I really began to pay attention to the things that weird me out when, earlier this week, I was pumping gas and my middle son started mocking me. I hate pumping gas. If there’s not a paper towel to wrap around the gas pump handle, I can’t do it. I will scour my car for some type of baby wipe, damp towel, musty sock…you name it–because I cannot hold on to the actual pump.
Yes, it’s odd. I can’t help envisioning all the filth on all the hands of all the people who’ve come by and held on to that very pump. Have you ever seen someone clean a gas pump handle (other than me, of course)? Let’s be honest here; gas stations in general aren’t exactly a bastion of cleanliness. Ponder for a moment those chopped off broom sticks on which the restroom key typically hangs. Where do customers put that thing when they are inside the bathroom? The floor? Oh, man. See what I mean. Sorry, QuikTrip, but you gross me out.
ATM’s can get under my skin, too. Especially on Mondays when you just know that drive-up money machine has endured a hot mess of people in various states of inebriation during the past 72 hours. And again, when’s the last time someone has wiped down the keypad with Lysol? Um, never.
But despite this issue I have with items that are regularly touched by the general public (grocery carts…let’s not leave them out of this), I’m not a germ-o-phobe. I promise. I don’t carry buckets of hand-sanitizer along with me, nor do I give my kids a good wipe-down pre- and post- playground visits. We go to bouncy houses; we go to LegoLand at the mall; we gobowling, for crying out loud, and not once have I had a freak out. But I definitely grew into this level of, ahem, acceptance.
My cousin and I were once in Boston–over a decade ago–riding a jam-packed train back from a Red Sox game. She asked me if I was in a life-or-death situation, which would I rather do: lick the floor of the train or lick the pole that runs above all the seats. It was so far-fetched, so out of left field, that it was knee-slapping funny.
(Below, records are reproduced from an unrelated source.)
//! Script Registry
//!
//! Per-identity list of tracking scripts. The list is only ever replaced by
//! re-querying the document backend; creating a script re-lists instead of
//! appending so the shown snippet is the one the backend generated.

use serde::Serialize;
use std::sync::Arc;
use std::time::Duration;
use thiserror::Error;
use tokio::sync::RwLock;
use tokio::time::Instant;

use super::clipboard::{Clipboard, ClipboardError};
use super::snippet;
use crate::error::BackendError;
use crate::identity::{DocumentQuery, IdentityBackend};
use crate::tracker::{AnalyticsBackend, CreatedScript, Script};

/// How long the "Copied!" confirmation stays visible
pub const COPY_CONFIRMATION: Duration = Duration::from_secs(2);

#[derive(Error, Debug)]
pub enum RegistryError {
    #[error("Script name is required")]
    EmptyName,

    #[error("Script not found: {0}")]
    NotFound(String),

    #[error(transparent)]
    Backend(#[from] BackendError),

    #[error(transparent)]
    Clipboard(#[from] ClipboardError),
}

pub type RegistryResult<T> = Result<T, RegistryError>;

/// Where script documents live and where snippets report to
#[derive(Debug, Clone)]
pub struct RegistryConfig {
    pub database_id: String,
    pub collection_id: String,
    /// Ingestion endpoint used when filling in the snippet template
    pub track_url: String,
}

#[derive(Debug, Default)]
struct RegistryState {
    owner_id: Option<String>,
    scripts: Vec<Script>,
    expanded: Option<String>,
    copied: Option<(String, Instant)>,
    loading: bool,
}

/// One row of the dashboard
#[derive(Debug, Clone, Serialize)]
pub struct ScriptView {
    pub script_id: String,
    pub name: String,
    pub embed_code: String,
    pub expanded: bool,
    pub copied: bool,
}

#[derive(Debug, Clone, Serialize)]
pub struct RegistrySnapshot {
    pub scripts: Vec<ScriptView>,
    pub loading: bool,
}

pub struct ScriptRegistry {
    identity: Arc<dyn IdentityBackend>,
    tracker: Arc<dyn AnalyticsBackend>,
    config: RegistryConfig,
    state: RwLock<RegistryState>,
}

impl ScriptRegistry {
    pub fn new(
        identity: Arc<dyn IdentityBackend>,
        tracker: Arc<dyn AnalyticsBackend>,
        config: RegistryConfig,
    ) -> Self {
        Self {
            identity,
            tracker,
            config,
            state: RwLock::new(RegistryState::default()),
        }
    }

    /// Re-query the scripts owned by `owner_id`.
    ///
    /// Switching owners clears the list first. On failure the previous list
    /// is kept.
    pub async fn refresh(&self, owner_id: &str) -> RegistryResult<usize> {
        {
            let mut state = self.state.write().await;
            if state.owner_id.as_deref() != Some(owner_id) {
                state.owner_id = Some(owner_id.to_string());
                state.scripts.clear();
                state.expanded = None;
                state.copied = None;
            }
            state.loading = true;
        }

        let result = self
            .identity
            .list_documents(
                &self.config.database_id,
                &self.config.collection_id,
                &[DocumentQuery::equal("userId", owner_id)],
            )
            .await;

        let mut state = self.state.write().await;
        state.loading = false;

        let list = match result {
            Ok(list) => list,
            Err(e) => {
                tracing::warn!(owner_id = %owner_id, error = %e, "Failed to list scripts");
                return Err(e.into());
            }
        };

        // Another owner may have refreshed while this request was out
        if state.owner_id.as_deref() != Some(owner_id) {
            return Ok(state.scripts.len());
        }

        state.scripts = list
            .documents
            .into_iter()
            .filter_map(|doc| match serde_json::from_value::<Script>(doc) {
                Ok(script) => Some(script),
                Err(e) => {
                    tracing::warn!(error = %e, "Skipping malformed script document");
                    None
                }
            })
            .collect();

        tracing::debug!(owner_id = %owner_id, count = state.scripts.len(), "Scripts refreshed");
        Ok(state.scripts.len())
    }

    /// Create a script, then re-list
    pub async fn create(&self, owner_id: &str, name: &str) -> RegistryResult<CreatedScript> {
        let name = name.trim();
        if name.is_empty() {
            return Err(RegistryError::EmptyName);
        }

        let created = self.tracker.create_script(owner_id, name).await.map_err(|e| {
            tracing::warn!(owner_id = %owner_id, error = %e, "Failed to create script");
            e
        })?;
        tracing::info!(script_id = %created.script_id, name = %name, "Script created");

        self.refresh(owner_id).await?;
        Ok(created)
    }

    /// Expand a script, or collapse it if it is already expanded.
    /// Returns the script now expanded, if any.
    pub async fn toggle(&self, script_id: &str) -> Option<String> {
        let mut state = self.state.write().await;
        state.expanded = if state.expanded.as_deref() == Some(script_id) {
            None
        } else {
            Some(script_id.to_string())
        };
        state.expanded.clone()
    }

    /// Write the script's embeddable snippet to `clipboard` and start the
    /// copy confirmation
    pub async fn copy_snippet(
        &self,
        script_id: &str,
        clipboard: &dyn Clipboard,
    ) -> RegistryResult<String> {
        let mut state = self.state.write().await;
        let code = state
            .scripts
            .iter()
            .find(|s| s.script_id == script_id)
            .map(|s| self.embed_code(s))
            .ok_or_else(|| RegistryError::NotFound(script_id.to_string()))?;

        clipboard.write_text(&code)?;
        state.copied = Some((script_id.to_string(), Instant::now()));
        Ok(code)
    }

    /// Look up one script by id
    pub async fn get(&self, script_id: &str) -> Option<Script> {
        let state = self.state.read().await;
        state
            .scripts
            .iter()
            .find(|s| s.script_id == script_id)
            .cloned()
    }

    pub async fn snapshot(&self) -> RegistrySnapshot {
        let state = self.state.read().await;
        let scripts = state
            .scripts
            .iter()
            .map(|s| ScriptView {
                script_id: s.script_id.clone(),
                name: s.name.clone(),
                embed_code: self.embed_code(s),
                expanded: state.expanded.as_deref() == Some(s.script_id.as_str()),
                copied: Self::copied_now(&state, &s.script_id),
            })
            .collect();

        RegistrySnapshot {
            scripts,
            loading: state.loading,
        }
    }

    /// The backend's snippet, or the template filled with the script's ids
    pub fn embed_code(&self, script: &Script) -> String {
        match script.snippet.as_deref() {
            Some(code) if !code.trim().is_empty() => code.to_string(),
            _ => snippet::render(&self.config.track_url, &script.script_id, &script.owner_id),
        }
    }

    fn copied_now(state: &RegistryState, script_id: &str) -> bool {
        matches!(
            &state.copied,
            Some((id, at)) if id == script_id && at.elapsed() < COPY_CONFIRMATION
        )
    }
}

#[cfg(test)]
mod tests {
    use super::*;
    use crate::dashboard::PendingClipboard;
    use crate::testing::{FakeIdentity, FakeTracker};

    const TRACK: &str = "https://t.test/track";

    fn registry(identity: Arc<FakeIdentity>, tracker: Arc<FakeTracker>) -> ScriptRegistry {
        ScriptRegistry::new(
            identity,
            tracker,
            RegistryConfig {
                database_id: "db".to_string(),
                collection_id: "scripts".to_string(),
                track_url: TRACK.to_string(),
            },
        )
    }

    #[tokio::test]
    async fn test_refresh_filters_by_owner() {
        let identity = FakeIdentity::new();
        identity.add_document(serde_json::json!({
            "scriptId": "s-1", "scriptName": "Blog", "userId": "u-1"
        }));
        identity.add_document(serde_json::json!({
            "scriptId": "s-2", "scriptName": "Shop", "userId": "u-2"
        }));
        let registry = registry(Arc::clone(&identity), Arc::new(FakeTracker::new()));

        assert_eq!(registry.refresh("u-1").await.unwrap(), 1);
        let snapshot = registry.snapshot().await;
        assert_eq!(snapshot.scripts[0].name, "Blog");
        assert!(!snapshot.loading);
        assert_eq!(identity.calls(), vec!["list_documents:db:scripts"]);
    }

    #[tokio::test]
    async fn test_refresh_skips_malformed_documents() {
        let identity = FakeIdentity::new();
        identity.add_document(serde_json::json!({ "userId": "u-1", "scriptName": "No id" }));
        identity.add_document(serde_json::json!({
            "scriptId": "s-1", "scriptName": "Blog", "userId": "u-1"
        }));
        let registry = registry(identity, Arc::new(FakeTracker::new()));

        assert_eq!(registry.refresh("u-1").await.unwrap(), 1);
    }

    #[tokio::test]
    async fn test_create_rejects_blank_name() {
        let identity = FakeIdentity::new();
        let tracker = Arc::new(FakeTracker::new());
        let registry = registry(identity, Arc::clone(&tracker));

        let err = registry.create("u-1", "   ").await.unwrap_err();
        assert!(matches!(err, RegistryError::EmptyName));
        assert_eq!(err.to_string(), "Script name is required");
        assert!(tracker.calls().is_empty());
    }

    #[tokio::test]
    async fn test_create_relists() {
        let identity = FakeIdentity::new();
        let tracker = Arc::new(FakeTracker::new().with_identity(Arc::clone(&identity)));
        let registry = registry(Arc::clone(&identity), Arc::clone(&tracker));
        registry.refresh("u-1").await.unwrap();

        let created = registry.create("u-1", " Blog ").await.unwrap();
        assert_eq!(created.script_id, "script-1");
        assert_eq!(tracker.calls(), vec!["create_script:u-1:Blog"]);
        assert_eq!(
            identity.calls(),
            vec!["list_documents:db:scripts", "list_documents:db:scripts"]
        );

        let snapshot = registry.snapshot().await;
        assert_eq!(snapshot.scripts.len(), 1);
        assert_eq!(
            snapshot.scripts[0].embed_code,
            r#"<script src="https://t.test/script-1.js"></script>"#
        );
    }

    #[tokio::test]
    async fn test_create_failure_keeps_list() {
        let identity = FakeIdentity::new();
        identity.add_document(serde_json::json!({
            "scriptId": "s-1", "scriptName": "Blog", "userId": "u-1"
        }));
        let tracker = Arc::new(FakeTracker::new());
        tracker.set_failing(true);
        let registry = registry(identity, tracker);
        registry.refresh("u-1").await.unwrap();

        assert!(matches!(
            registry.create("u-1", "Shop").await,
            Err(RegistryError::Backend(BackendError::Unavailable))
        ));
        assert_eq!(registry.snapshot().await.scripts.len(), 1);
    }

    #[tokio::test]
    async fn test_toggle_is_accordion() {
        let registry = registry(FakeIdentity::new(), Arc::new(FakeTracker::new()));

        assert_eq!(registry.toggle("s-1").await.as_deref(), Some("s-1"));
        assert_eq!(registry.toggle("s-2").await.as_deref(), Some("s-2"));
        assert_eq!(registry.toggle("s-2").await, None);
    }

    #[tokio::test]
    async fn test_owner_switch_clears_list() {
        let identity = FakeIdentity::new();
        identity.add_document(serde_json::json!({
            "scriptId": "s-1", "scriptName": "Blog", "userId": "u-1"
        }));
        let registry = registry(identity, Arc::new(FakeTracker::new()));

        registry.refresh("u-1").await.unwrap();
        registry.toggle("s-1").await;
        registry.refresh("u-2").await.unwrap();

        let snapshot = registry.snapshot().await;
        assert!(snapshot.scripts.is_empty());
        assert!(registry.get("s-1").await.is_none());
    }

    #[tokio::test(start_paused = true)]
    async fn test_copy_snippet_substitutes_ids() {
        let identity = FakeIdentity::new();
        identity.add_document(serde_json::json!({
            "scriptId": "s-42", "scriptName": "Blog", "userId": "u-7"
        }));
        let registry = registry(identity, Arc::new(FakeTracker::new()));
        registry.refresh("u-7").await.unwrap();

        let clipboard = PendingClipboard::new();
        let code = registry.copy_snippet("s-42", &clipboard).await.unwrap();

        assert_eq!(code, snippet::render(TRACK, "s-42", "u-7"));
        assert_eq!(clipboard.take(), Some(code));
        assert!(registry.snapshot().await.scripts[0].copied);

        tokio::time::advance(COPY_CONFIRMATION).await;
        assert!(!registry.snapshot().await.scripts[0].copied);
    }

    #[tokio::test]
    async fn test_copy_unknown_script() {
        let registry = registry(FakeIdentity::new(), Arc::new(FakeTracker::new()));
        let clipboard = PendingClipboard::new();

        assert!(matches!(
            registry.copy_snippet("missing", &clipboard).await,
            Err(RegistryError::NotFound(_))
        ));
        assert_eq!(clipboard.take(), None);
    }
}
It was like that old collegiate drinking game, “Who Would You Do?” [Side note: my college friends and I once played this ridiculous game so long (“Esther Rolle or Nell Carter?”, “Christopher Walken or Steve Buscemi?”) that my friend Allie actually threw out “Elmo or Cookie Monster?” We knew then the game had run its course.]
But back to Boston. Kate and I tried to out-gross each other. Lick a used band-aid or lick an open wound (neither of which were your own, of course)? Drink a cup of chunky sour milk or eat a moldy, fuzzy strawberry? Not only did we freak ourselves out, we were giving everyone else around us the willies as well. (The fact that we were rolling with laughter didn’t help us look any more normal, either…)
Then she told me that once when she was little, her mother had actually licked her eyeball to get a huge fleck of some pokey, painful thing out of it for her. At the time, single and childless, the thought repulsed me to the point of uncontrollable laughter (yet again) but today? I’d lick my son’s eyeball in a Minnesota minute. If someone was about to hurt my child, I’d lick the handrail, the floor AND a gas pump handle. I’d down that glass of sour milk and then go kiss Christopher Walken. Wouldn’t you? For your child?
Oh, the things we do for love. Doing something we’d never normally do.Ever. Braving the willies for our offspring. Absolutely. In a heartbeat. Bring it.
Now for my husband…hmmm. Might be a tougher call.